● Task goal:
Return every line from the records below in which the word "TlsAcceptor" is found.

● Dataset:
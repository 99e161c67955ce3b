//! End-to-end interception tests
//!
//! Runs a local TLS server with a throwaway CA and exercises the full
//! intercept flow: eligibility, handshake, verdict, policy, disposition.

use bytes::Bytes;
use http::header::CACHE_CONTROL;
use http::StatusCode;
use http_body_util::{BodyExt, Full};
use rcgen::{BasicConstraints, Certificate, CertificateParams, IsCa};
use rustls::pki_types::{CertificateDer, PrivateKeyDer};
use rustls::RootCertStore;
use std::sync::atomic::{AtomicUsize, Ordering};
use std::sync::Arc;
use std::time::Duration;
use tokio::io::{AsyncReadExt, AsyncWriteExt};
use tokio_rustls::TlsAcceptor;
use webpin::{
    BuildMode, Fingerprint, InterceptOutcome, PinConfig, PinInterceptor, PolicyEngine,
    ResourceRequest, UpstreamTls, BLOCKED_PAGE_HTML,
};

const UPSTREAM_BODY: &str = "hello from upstream";
const UPSTREAM_CONTENT_TYPE: &str = "text/plain";

// ============================================================================
// Test harness
// ============================================================================

struct TestUpstream {
    port: u16,
    ca_der: Vec<u8>,
    leaf_der: Vec<u8>,
    accepts: Arc<AtomicUsize>,
}

impl TestUpstream {
    /// Spawn a TLS server for "localhost" behind a throwaway CA
    async fn spawn() -> Self {
        let mut ca_params = CertificateParams::new(Vec::<String>::new());
        ca_params.is_ca = IsCa::Ca(BasicConstraints::Unconstrained);
        let ca = Certificate::from_params(ca_params).unwrap();
        let ca_der = ca.serialize_der().unwrap();

        let leaf = Certificate::from_params(CertificateParams::new(vec![
            "localhost".to_string(),
        ]))
        .unwrap();
        let leaf_der = leaf.serialize_der_with_signer(&ca).unwrap();
        let leaf_key = leaf.serialize_private_key_der();

        let server_config = rustls::ServerConfig::builder()
            .with_no_client_auth()
            .with_single_cert(
                vec![CertificateDer::from(leaf_der.clone())],
                PrivateKeyDer::Pkcs8(leaf_key.into()),
            )
            .unwrap();
        let acceptor = TlsAcceptor::from(Arc::new(server_config));

        let listener = tokio::net::TcpListener::bind("127.0.0.1:0").await.unwrap();
        let port = listener.local_addr().unwrap().port();

        let accepts = Arc::new(AtomicUsize::new(0));
        let accepts_counter = Arc::clone(&accepts);

        tokio::spawn(async move {
            loop {
                let Ok((stream, _)) = listener.accept().await else {
                    break;
                };
                accepts_counter.fetch_add(1, Ordering::SeqCst);

                let acceptor = acceptor.clone();
                tokio::spawn(async move {
                    let Ok(mut tls) = acceptor.accept(stream).await else {
                        return;
                    };

                    let mut buf = vec![0u8; 4096];
                    let _ = tls.read(&mut buf).await;

                    let response = format!(
                        "HTTP/1.1 200 OK\r\nContent-Type: {UPSTREAM_CONTENT_TYPE}\r\n\
                         Content-Length: {}\r\nConnection: close\r\n\r\n{UPSTREAM_BODY}",
                        UPSTREAM_BODY.len()
                    );
                    let _ = tls.write_all(response.as_bytes()).await;
                    let _ = tls.shutdown().await;
                });
            }
        });

        Self {
            port,
            ca_der,
            leaf_der,
            accepts,
        }
    }

    fn leaf_fingerprint(&self) -> Fingerprint {
        Fingerprint::of_cert_der(&self.leaf_der).unwrap()
    }

    /// Upstream TLS config that trusts the test CA
    fn trusting_tls(&self) -> UpstreamTls {
        let mut roots = RootCertStore::empty();
        roots.add(CertificateDer::from(self.ca_der.clone())).unwrap();
        UpstreamTls::with_roots(roots).unwrap()
    }

    fn url(&self, path: &str) -> String {
        format!("https://localhost:{}{}", self.port, path)
    }

    fn handshakes(&self) -> usize {
        self.accepts.load(Ordering::SeqCst)
    }
}

fn interceptor_with_pins(
    upstream: &TestUpstream,
    mode: BuildMode,
    pins: Vec<Fingerprint>,
) -> PinInterceptor {
    let config = PinConfig::new(mode).with_host(
        "localhost",
        pins.iter().map(|fp| fp.to_string()).collect::<Vec<_>>(),
    );
    PinInterceptor::from_config(&config)
        .unwrap()
        .with_upstream_tls(upstream.trusting_tls())
}

fn interceptor_without_pins(upstream: &TestUpstream, mode: BuildMode) -> PinInterceptor {
    PinInterceptor::from_config(&PinConfig::new(mode))
        .unwrap()
        .with_upstream_tls(upstream.trusting_tls())
}

async fn body_bytes(response: http::Response<Full<Bytes>>) -> Bytes {
    response.into_body().collect().await.unwrap().to_bytes()
}

// ============================================================================
// Trusted path
// ============================================================================

#[tokio::test]
async fn test_matching_pin_serves_real_body_in_both_modes() {
    let upstream = TestUpstream::spawn().await;

    for mode in [BuildMode::Dev, BuildMode::Prod] {
        let interceptor =
            interceptor_with_pins(&upstream, mode, vec![upstream.leaf_fingerprint()]);
        let request = ResourceRequest::new(&upstream.url("/data")).unwrap();

        let InterceptOutcome::Response(response) = interceptor.intercept(&request).await else {
            panic!("trusted request must be handled in {mode:?} mode");
        };

        assert_eq!(response.status(), StatusCode::OK);
        assert_eq!(
            response.headers().get("content-type").unwrap(),
            UPSTREAM_CONTENT_TYPE
        );
        assert_eq!(&body_bytes(response).await[..], UPSTREAM_BODY.as_bytes());
    }
}

#[tokio::test]
async fn test_backup_pin_is_sufficient() {
    let upstream = TestUpstream::spawn().await;

    // The presented key matches only the second pin in the set.
    let decoy = Fingerprint::from_sha256([0xAA; 32]);
    let interceptor = interceptor_with_pins(
        &upstream,
        BuildMode::Prod,
        vec![decoy, upstream.leaf_fingerprint()],
    );

    let request = ResourceRequest::new(&upstream.url("/data")).unwrap();
    let outcome = interceptor.intercept(&request).await;

    let InterceptOutcome::Response(response) = outcome else {
        panic!("backup pin must validate");
    };
    assert_eq!(response.status(), StatusCode::OK);
}

#[tokio::test]
async fn test_exactly_one_handshake_per_request() {
    let upstream = TestUpstream::spawn().await;
    let interceptor =
        interceptor_with_pins(&upstream, BuildMode::Prod, vec![upstream.leaf_fingerprint()]);

    let request = ResourceRequest::new(&upstream.url("/data")).unwrap();

    interceptor.intercept(&request).await;
    assert_eq!(upstream.handshakes(), 1);

    // A repeated identical request validates again; no verdict caching.
    let outcome = interceptor.intercept(&request).await;
    assert_eq!(upstream.handshakes(), 2);
    assert!(outcome.is_handled());
}

// ============================================================================
// Pin mismatch
// ============================================================================

#[tokio::test]
async fn test_mismatch_blocks_in_prod() {
    let upstream = TestUpstream::spawn().await;

    let pinned = Fingerprint::from_sha256([0xAA; 32]);
    let interceptor = interceptor_with_pins(&upstream, BuildMode::Prod, vec![pinned]);

    let request = ResourceRequest::new(&upstream.url("/data?token=secret")).unwrap();
    let InterceptOutcome::Response(response) = interceptor.intercept(&request).await else {
        panic!("prod mismatch must be handled with a blocked page");
    };

    assert_eq!(response.status(), StatusCode::BAD_GATEWAY);
    assert_eq!(response.headers().get(CACHE_CONTROL).unwrap(), "no-store");

    let body = body_bytes(response).await;
    assert_eq!(&body[..], BLOCKED_PAGE_HTML.as_bytes());

    // No request- or pin-specific data leaks into the page.
    let text = String::from_utf8(body.to_vec()).unwrap();
    assert!(!text.contains("localhost"));
    assert!(!text.contains("token=secret"));
    assert!(!text.contains(&pinned.to_string()));
    assert!(!text.contains(&upstream.leaf_fingerprint().to_string()));
}

#[tokio::test]
async fn test_mismatch_passes_through_in_dev() {
    let upstream = TestUpstream::spawn().await;

    let interceptor = interceptor_with_pins(
        &upstream,
        BuildMode::Dev,
        vec![Fingerprint::from_sha256([0xAA; 32])],
    );

    let request = ResourceRequest::new(&upstream.url("/data")).unwrap();
    let outcome = interceptor.intercept(&request).await;
    assert!(
        !outcome.is_handled(),
        "dev mismatch defers to the default stack"
    );
}

// ============================================================================
// Unconfigured host (documented policy: fail closed in Prod)
// ============================================================================

#[tokio::test]
async fn test_unconfigured_host_blocks_in_prod() {
    let upstream = TestUpstream::spawn().await;
    let interceptor = interceptor_without_pins(&upstream, BuildMode::Prod);

    let request = ResourceRequest::new(&upstream.url("/anything")).unwrap();
    let InterceptOutcome::Response(response) = interceptor.intercept(&request).await else {
        panic!("unconfigured host fails closed in prod");
    };

    assert_eq!(&body_bytes(response).await[..], BLOCKED_PAGE_HTML.as_bytes());
}

#[tokio::test]
async fn test_unconfigured_host_passes_through_in_dev() {
    let upstream = TestUpstream::spawn().await;
    let interceptor = interceptor_without_pins(&upstream, BuildMode::Dev);

    let request = ResourceRequest::new(&upstream.url("/anything")).unwrap();
    assert!(!interceptor.intercept(&request).await.is_handled());
}

#[tokio::test]
async fn test_blocked_page_is_byte_identical_across_hosts_and_urls() {
    let upstream = TestUpstream::spawn().await;

    // Mismatch on a pinned host and an unconfigured host produce the same
    // bytes; nothing about the request distinguishes them.
    let mismatch = interceptor_with_pins(
        &upstream,
        BuildMode::Prod,
        vec![Fingerprint::from_sha256([0xAA; 32])],
    );
    let unconfigured = interceptor_without_pins(&upstream, BuildMode::Prod);

    let first = mismatch
        .intercept(&ResourceRequest::new(&upstream.url("/a/path")).unwrap())
        .await;
    let second = unconfigured
        .intercept(&ResourceRequest::new(&upstream.url("/different?query=1")).unwrap())
        .await;

    let (InterceptOutcome::Response(a), InterceptOutcome::Response(b)) = (first, second) else {
        panic!("both must block in prod");
    };
    assert_eq!(
        &body_bytes(a).await[..],
        &body_bytes(b).await[..],
        "blocked pages must not differ per host or URL"
    );
}

// ============================================================================
// Handshake failure (untrusted root)
// ============================================================================

#[tokio::test]
async fn test_untrusted_root_blocks_in_prod() {
    let upstream = TestUpstream::spawn().await;

    // Default roots (Mozilla bundle) do not include the test CA, so the
    // handshake itself fails before any pin comparison.
    let config = PinConfig::new(BuildMode::Prod).with_host(
        "localhost",
        vec![upstream.leaf_fingerprint().to_string()],
    );
    let interceptor = PinInterceptor::from_config(&config).unwrap();

    let request = ResourceRequest::new(&upstream.url("/data")).unwrap();
    let InterceptOutcome::Response(response) = interceptor.intercept(&request).await else {
        panic!("prod handshake failure must block");
    };
    assert_eq!(&body_bytes(response).await[..], BLOCKED_PAGE_HTML.as_bytes());
}

#[tokio::test]
async fn test_untrusted_root_passes_through_in_dev() {
    let upstream = TestUpstream::spawn().await;

    let config = PinConfig::new(BuildMode::Dev).with_host(
        "localhost",
        vec![upstream.leaf_fingerprint().to_string()],
    );
    let interceptor = PinInterceptor::from_config(&config).unwrap();

    let request = ResourceRequest::new(&upstream.url("/data")).unwrap();
    assert!(!interceptor.intercept(&request).await.is_handled());
}

// ============================================================================
// Eligibility and recursion guard
// ============================================================================

#[tokio::test]
async fn test_non_https_request_touches_nothing() {
    let upstream = TestUpstream::spawn().await;
    let interceptor =
        interceptor_with_pins(&upstream, BuildMode::Prod, vec![upstream.leaf_fingerprint()]);

    let request =
        ResourceRequest::new(&format!("http://localhost:{}/data", upstream.port)).unwrap();
    let outcome = interceptor.intercept(&request).await;

    assert!(!outcome.is_handled());
    assert_eq!(upstream.handshakes(), 0, "no validation side effects");
}

#[tokio::test]
async fn test_marked_request_is_never_reintercepted() {
    let upstream = TestUpstream::spawn().await;
    let interceptor =
        interceptor_with_pins(&upstream, BuildMode::Prod, vec![upstream.leaf_fingerprint()]);

    let mut request = ResourceRequest::new(&upstream.url("/data")).unwrap();
    request.mark_handled();

    let outcome = interceptor.intercept(&request).await;
    assert!(!outcome.is_handled());
    assert_eq!(upstream.handshakes(), 0);
}

// ============================================================================
// Cancellation
// ============================================================================

#[tokio::test]
async fn test_dropping_intercept_aborts_inflight_handshake() {
    // Upstream accepts TCP but never answers the TLS handshake, so the
    // intercept future can only complete by being dropped.
    let listener = tokio::net::TcpListener::bind("127.0.0.1:0").await.unwrap();
    let port = listener.local_addr().unwrap().port();

    let (closed_tx, closed_rx) = tokio::sync::oneshot::channel();
    tokio::spawn(async move {
        let (mut stream, _) = listener.accept().await.unwrap();
        let mut buf = vec![0u8; 4096];
        loop {
            match stream.read(&mut buf).await {
                Ok(0) | Err(_) => break,
                Ok(_) => {}
            }
        }
        let _ = closed_tx.send(());
    });

    let config = PinConfig::new(BuildMode::Prod).with_host(
        "localhost",
        vec![Fingerprint::from_sha256([0xAA; 32]).to_string()],
    );
    let interceptor = PinInterceptor::from_config(&config).unwrap();

    let request = ResourceRequest::new(&format!("https://localhost:{port}/data")).unwrap();
    let result =
        tokio::time::timeout(Duration::from_millis(200), interceptor.intercept(&request)).await;

    // The timeout drops the future; no disposition of any kind is produced.
    assert!(result.is_err(), "stalled handshake must not yield an outcome");

    // Dropping the future closes the upstream connection.
    tokio::time::timeout(Duration::from_secs(2), closed_rx)
        .await
        .expect("upstream must observe the connection closing")
        .unwrap();
}

// ============================================================================
// Construction from configuration
// ============================================================================

#[tokio::test]
async fn test_corrupt_config_prevents_construction() {
    let config =
        PinConfig::new(BuildMode::Prod).with_host("localhost", vec!["sha256:bogus".to_string()]);
    assert!(PinInterceptor::from_config(&config).is_err());
}

#[test]
fn test_policy_engine_mode_is_fixed_at_construction() {
    let engine = PolicyEngine::new(BuildMode::Prod);
    assert_eq!(engine.build_mode(), BuildMode::Prod);
}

● Exercise response:
use tokio_rustls::TlsAcceptor;
        let acceptor = TlsAcceptor::from(Arc::new(server_config));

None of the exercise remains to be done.